Reference works can provide a general overview, and they are always a good starting point for research. Edited by Christopher Sterling, the six-volume Encyclopedia of Journalism includes numerous useful entries: “Women in Journalism” highlights notable women in both print and broadcast journalism; “Feminist News Media,” “Photojournalists,” “Political Reporters,” “Television Anchors,” and “Television Reporters” are also rich with relevant information. A valuable feature of the encyclopedia is its deep table of contents, which directs users to topical entries.
Another important resource for researching women in the media is Women’s Press Organizations, 1881–1999, edited by Elizabeth Burt. The volume provides a historical record of thirty-seven state, regional, and national organizations that served women in the media. Burt notes that at least a hundred women’s press organizations have been established in the United States. Some of them are still in existence, others have not survived, and some left little or no record of their existence.
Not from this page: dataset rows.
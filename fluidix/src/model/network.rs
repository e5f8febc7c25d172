//! Network links, routes and data transfers.

use std::any::Any;
use std::collections::HashMap;
use std::error::Error;
use std::fmt;
use std::time::Duration;

use slab::Slab;
use tracing::{debug, trace};

use crate::action::{Action, ActionId, ActionState, Completion, CompletionQueue};
use crate::model::{promoted_bound, Model, ResourceState};
use crate::solver::{ConstraintId, SharingPolicy, System};
use crate::time::{duration_from_secs, MonotonicTime, PRECISION};

/// Handle to a link of a [`NetworkModel`].
#[derive(Copy, Clone, Debug, PartialEq, Eq, Hash)]
pub struct LinkId(usize);

/// Handle to a communication endpoint of a [`NetworkModel`].
#[derive(Copy, Clone, Debug, PartialEq, Eq, Hash)]
pub struct EndpointId(usize);

/// Configuration of a network model.
#[derive(Copy, Clone, Debug)]
pub struct NetworkConfig {
    /// TCP congestion-window size, in bytes, from which the slow-start rate
    /// cap of a transfer is derived: a transfer over a route with latency
    /// `l` is capped at `tcp_gamma / (2 * l)` bytes per second.
    pub tcp_gamma: f64,
}

impl Default for NetworkConfig {
    fn default() -> Self {
        Self {
            tcp_gamma: 20_000.0,
        }
    }
}

/// Error returned when no route was registered between two endpoints.
#[derive(Copy, Clone, Debug, PartialEq, Eq)]
pub struct NoRouteError {
    /// Source endpoint.
    pub src: EndpointId,
    /// Destination endpoint.
    pub dst: EndpointId,
}

impl fmt::Display for NoRouteError {
    fn fmt(&self, fmt: &mut fmt::Formatter<'_>) -> fmt::Result {
        write!(
            fmt,
            "no route was registered from endpoint #{} to endpoint #{}",
            self.src.0, self.dst.0
        )
    }
}

impl Error for NoRouteError {}

struct Link {
    name: String,
    bandwidth: f64,
    latency: f64,
    state: ResourceState,
    constraint: ConstraintId,
}

struct Endpoint {
    name: String,
}

struct Route {
    links: Vec<LinkId>,
}

struct Transfer {
    action: Action,
    /// Links of the route, kept for failure detection.
    links: Vec<LinkId>,
    /// End-to-end latency of the route when the transfer started.
    route_latency: f64,
    /// Caller-requested rate cap; non-positive means uncapped.
    rate: f64,
}

/// Network model: links whose bandwidth is shared fairly among the transfers
/// crossing them.
///
/// Each link is one constraint with a capacity equal to its bandwidth in
/// bytes per second; a transfer places one element on every link of its
/// route. A transfer first waits out the end-to-end latency of its route
/// without consuming any bandwidth, then contends for capacity under a
/// slow-start rate cap derived from that latency (see
/// [`NetworkConfig::tcp_gamma`]).
///
/// Routes are registered per ordered endpoint pair and consumed as
/// already-computed ordered link lists; this model performs no routing of
/// its own.
pub struct NetworkModel {
    config: NetworkConfig,
    system: System,
    links: Slab<Link>,
    endpoints: Slab<Endpoint>,
    routes: HashMap<(usize, usize), Route>,
    actions: Slab<Transfer>,
    completions: CompletionQueue,
    now: MonotonicTime,
}

impl NetworkModel {
    /// Creates a network model with no links.
    pub fn new(config: NetworkConfig) -> Self {
        Self {
            config,
            system: System::new(),
            links: Slab::new(),
            endpoints: Slab::new(),
            routes: HashMap::new(),
            actions: Slab::new(),
            completions: CompletionQueue::new(),
            now: MonotonicTime::EPOCH,
        }
    }

    /// Registers a link with the given bandwidth (bytes per second) and
    /// latency (seconds).
    ///
    /// A [`SharingPolicy::Shared`] link divides its bandwidth among the
    /// transfers crossing it; a [`SharingPolicy::Fatpipe`] link grants each
    /// transfer up to the full bandwidth, as a duplex or switched backplane
    /// would.
    pub fn add_link(
        &mut self,
        name: impl Into<String>,
        bandwidth: f64,
        latency: f64,
        policy: SharingPolicy,
    ) -> LinkId {
        let constraint = self.system.add_constraint(bandwidth, policy);
        let key = self.links.insert(Link {
            name: name.into(),
            bandwidth,
            latency,
            state: ResourceState::On,
            constraint,
        });

        LinkId(key)
    }

    /// Registers a communication endpoint.
    pub fn add_endpoint(&mut self, name: impl Into<String>) -> EndpointId {
        EndpointId(self.endpoints.insert(Endpoint { name: name.into() }))
    }

    /// Registers the route from `src` to `dst` as an ordered link list.
    ///
    /// Routes are directional; register both directions if traffic flows
    /// both ways. The end-to-end latency of the route is the sum of the
    /// latencies of its links, evaluated when a transfer starts.
    pub fn add_route(&mut self, src: EndpointId, dst: EndpointId, links: &[LinkId]) {
        self.routes.insert(
            (src.0, dst.0),
            Route {
                links: links.to_vec(),
            },
        );
    }

    /// Returns the name of a link.
    pub fn link_name(&self, link: LinkId) -> &str {
        &self.links[link.0].name
    }

    /// Returns the bandwidth of a link, in bytes per second.
    pub fn link_bandwidth(&self, link: LinkId) -> f64 {
        self.links[link.0].bandwidth
    }

    /// Returns the administrative state of a link.
    pub fn link_state(&self, link: LinkId) -> ResourceState {
        self.links[link.0].state
    }

    /// Returns the name of an endpoint.
    pub fn endpoint_name(&self, endpoint: EndpointId) -> &str {
        &self.endpoints[endpoint.0].name
    }

    /// Changes the bandwidth of a link, typically when replaying a
    /// bandwidth trace.
    pub fn set_bandwidth(&mut self, link: LinkId, bandwidth: f64) {
        self.links[link.0].bandwidth = bandwidth;
        let constraint = self.links[link.0].constraint;
        self.system.set_constraint_bound(constraint, bandwidth);
        debug!(link = link.0, bandwidth, "link bandwidth changed");
    }

    /// Changes the latency of a link. Only transfers started afterwards see
    /// the new value; in-flight transfers keep the latency sampled when they
    /// started.
    pub fn set_latency(&mut self, link: LinkId, latency: f64) {
        self.links[link.0].latency = latency;
        debug!(link = link.0, latency, "link latency changed");
    }

    /// Changes the administrative state of a link.
    ///
    /// Switching a link off makes every transfer crossing it fail at the
    /// next update phase.
    pub fn set_link_state(&mut self, link: LinkId, state: ResourceState) {
        self.links[link.0].state = state;
        debug!(link = link.0, state = ?state, "link state changed");
    }

    /// Starts a transfer of `bytes` from `src` to `dst`.
    pub fn transfer(
        &mut self,
        src: EndpointId,
        dst: EndpointId,
        bytes: f64,
    ) -> Result<ActionId, NoRouteError> {
        self.transfer_with_rate(src, dst, bytes, 0.0)
    }

    /// Starts a transfer of `bytes` from `src` to `dst`, capped at `rate`
    /// bytes per second (non-positive means uncapped).
    pub fn transfer_with_rate(
        &mut self,
        src: EndpointId,
        dst: EndpointId,
        bytes: f64,
        rate: f64,
    ) -> Result<ActionId, NoRouteError> {
        let route = self.routes.get(&(src.0, dst.0)).ok_or(NoRouteError { src, dst })?;
        let links = route.links.clone();
        let latency: f64 = links.iter().map(|link| self.links[link.0].latency).sum();

        // A transfer with neither links nor latency is a degenerate no-op.
        if links.is_empty() && latency <= 0.0 {
            let mut action = Action::new(self.now, 0.0, 0.0);
            action.remains = 0.0;
            let key = self.actions.insert(Transfer {
                action,
                links,
                route_latency: 0.0,
                rate,
            });
            let id = ActionId(key);
            self.actions[key].action.finish(
                id,
                ActionState::Done,
                self.now,
                &mut self.system,
                &mut self.completions,
            );

            return Ok(id);
        }

        let mut action = Action::new(self.now, bytes, latency);
        // During the latency phase the transfer consumes no bandwidth: its
        // weight stays at zero until the promotion.
        let weight = if latency > 0.0 { 0.0 } else { 1.0 };
        let variable = self.system.add_variable(weight, rate, links.len());
        for &link in &links {
            self.system
                .expand_add(self.links[link.0].constraint, variable, 1.0)
                .expect("the variable was sized for the route length");
        }
        action.variable = Some(variable);

        let key = self.actions.insert(Transfer {
            action,
            links,
            route_latency: latency,
            rate,
        });
        trace!(action = key, bytes, latency, "starting transfer");

        Ok(ActionId(key))
    }

    /// Cancels an action. Canceling a finished action has no effect.
    pub fn cancel(&mut self, action: ActionId) {
        self.actions[action.0].action.finish(
            action,
            ActionState::Canceled,
            self.now,
            &mut self.system,
            &mut self.completions,
        );
    }

    /// Suspends an action, preserving its remaining work.
    pub fn suspend(&mut self, action: ActionId) {
        self.actions[action.0].action.suspend(&mut self.system);
    }

    /// Resumes a suspended action.
    pub fn resume(&mut self, action: ActionId) {
        self.actions[action.0].action.resume(&mut self.system);
    }

    /// Changes the priority of an action; higher values mean a larger share.
    pub fn set_priority(&mut self, action: ActionId, priority: f64) {
        self.actions[action.0]
            .action
            .set_priority(1.0 / priority, &mut self.system);
    }

    /// Caps the total lifetime of an action, counted from now; expiry
    /// finishes it as [`ActionState::TimedOut`] if work remains.
    pub fn set_deadline(&mut self, action: ActionId, deadline: Option<Duration>) {
        self.actions[action.0]
            .action
            .set_deadline(deadline.map(|deadline| deadline.as_secs_f64()));
    }

    /// Returns the lifecycle state of an action.
    pub fn action_state(&self, action: ActionId) -> ActionState {
        self.actions[action.0].action.state
    }

    /// Returns the data remaining to a transfer, in bytes.
    pub fn remaining(&self, action: ActionId) -> f64 {
        self.actions[action.0].action.remains
    }

    /// Discards the record of a finished action.
    ///
    /// # Panics
    ///
    /// Panics if the action has not finished.
    pub fn remove(&mut self, action: ActionId) {
        assert!(
            self.actions[action.0].action.is_terminal(),
            "only finished actions can be removed"
        );
        self.actions.remove(action.0);
    }

    /// Drains the pending completion notifications, oldest first.
    pub fn completions(&mut self) -> impl Iterator<Item = Completion> + '_ {
        self.completions.drain()
    }
}

impl Model for NetworkModel {
    fn share_resources(&mut self, now: MonotonicTime) -> Option<Duration> {
        self.now = now;
        self.system.solve();

        let mut min: Option<f64> = None;
        for (_, transfer) in self.actions.iter() {
            if let Some(bound) = transfer.action.completion_bound(&self.system) {
                min = Some(match min {
                    None => bound,
                    Some(min) => min.min(bound),
                });
            }
        }

        min.map(duration_from_secs)
    }

    fn update_actions_state(&mut self, now: MonotonicTime, delta: Duration) {
        self.now = now;
        let delta = delta.as_secs_f64();
        let keys: Vec<usize> = self.actions.iter().map(|(key, _)| key).collect();

        for key in keys {
            if self.actions[key].action.is_terminal() {
                continue;
            }

            // Failure is checked before any progress is made: a route with a
            // dead link carried no data during the elapsed interval.
            let failed = self.actions[key]
                .links
                .iter()
                .any(|link| self.links[link.0].state == ResourceState::Off);
            if failed {
                self.actions[key].action.finish(
                    ActionId(key),
                    ActionState::Failed,
                    now,
                    &mut self.system,
                    &mut self.completions,
                );
                continue;
            }

            // Latency phase; exhausting it promotes the transfer to a
            // bandwidth contender under the slow-start cap.
            if self.actions[key].action.latency > 0.0 {
                let bound = promoted_bound(
                    self.config.tcp_gamma,
                    self.actions[key].route_latency,
                    self.actions[key].rate,
                );
                self.actions[key]
                    .action
                    .elapse_latency(delta, bound, &mut self.system);
            }

            let (value, weight) = match self.actions[key].action.variable {
                Some(variable) => (
                    self.system.variable_value(variable),
                    self.system.variable_weight(variable),
                ),
                None => (0.0, 0.0),
            };

            self.actions[key].action.consume(value, delta);

            if self.actions[key].action.elapse_deadline(delta) {
                let state = if self.actions[key].action.remains <= PRECISION {
                    ActionState::Done
                } else {
                    ActionState::TimedOut
                };
                self.actions[key].action.finish(
                    ActionId(key),
                    state,
                    now,
                    &mut self.system,
                    &mut self.completions,
                );
                continue;
            }

            if self.actions[key].action.remains <= PRECISION && weight > 0.0 {
                self.actions[key].action.finish(
                    ActionId(key),
                    ActionState::Done,
                    now,
                    &mut self.system,
                    &mut self.completions,
                );
            }
        }
    }

    fn as_any(&self) -> &dyn Any {
        self
    }

    fn as_any_mut(&mut self) -> &mut dyn Any {
        self
    }
}

impl Default for NetworkModel {
    fn default() -> Self {
        Self::new(NetworkConfig::default())
    }
}

impl fmt::Debug for NetworkModel {
    fn fmt(&self, f: &mut fmt::Formatter<'_>) -> fmt::Result {
        f.debug_struct("NetworkModel")
            .field("links", &self.links.len())
            .field("endpoints", &self.endpoints.len())
            .field("actions", &self.actions.len())
            .finish_non_exhaustive()
    }
}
The “Dictionary of Literary Biography” series is worthy of mention in particular because the various titles include entries on women journalists and publishers who are not discussed in this essay because they have not been the subjects of scholarly works. Many of the titles in the series are dated, but they are valuable for historical purposes. The vast majority of the series is available online as Dictionary of Literary Biography Complete Online.1
Maurine Hoffman Beasley and Sheila Jean Gibbons’s Taking Their Place: A Documentary History of Women and Journalism (mentioned at the beginning of this essay) is a seminal text. It offers a chronological look at women’s print and broadcast journalism history from the Colonial era through the early 2000s. Beasley and Gibbons provide a comprehensive, historical overview of women in journalism and document the contributions made by individual women. The volume also includes some sixty primary documents, among them samples of women’s journalistic writings and lengthy first-person accounts by women journalists. Particularly noteworthy are a timeline of women in journalism and an annotated bibliography of resources.
Donna Halper’s Invisible Stars: A Social History of Women in American Broadcasting is a core title for broadcast journalism history. Arranged by decade beginning with the 1920s, this seminal work examines the evolution of women in radio and television and highlights women both in front of the camera and microphone and behind the scenes.
1. Of particular interest in connection with this essay are volumes devoted to American literary journalists, American magazine journalists, American newspaper journalists, and American newspaper publishers.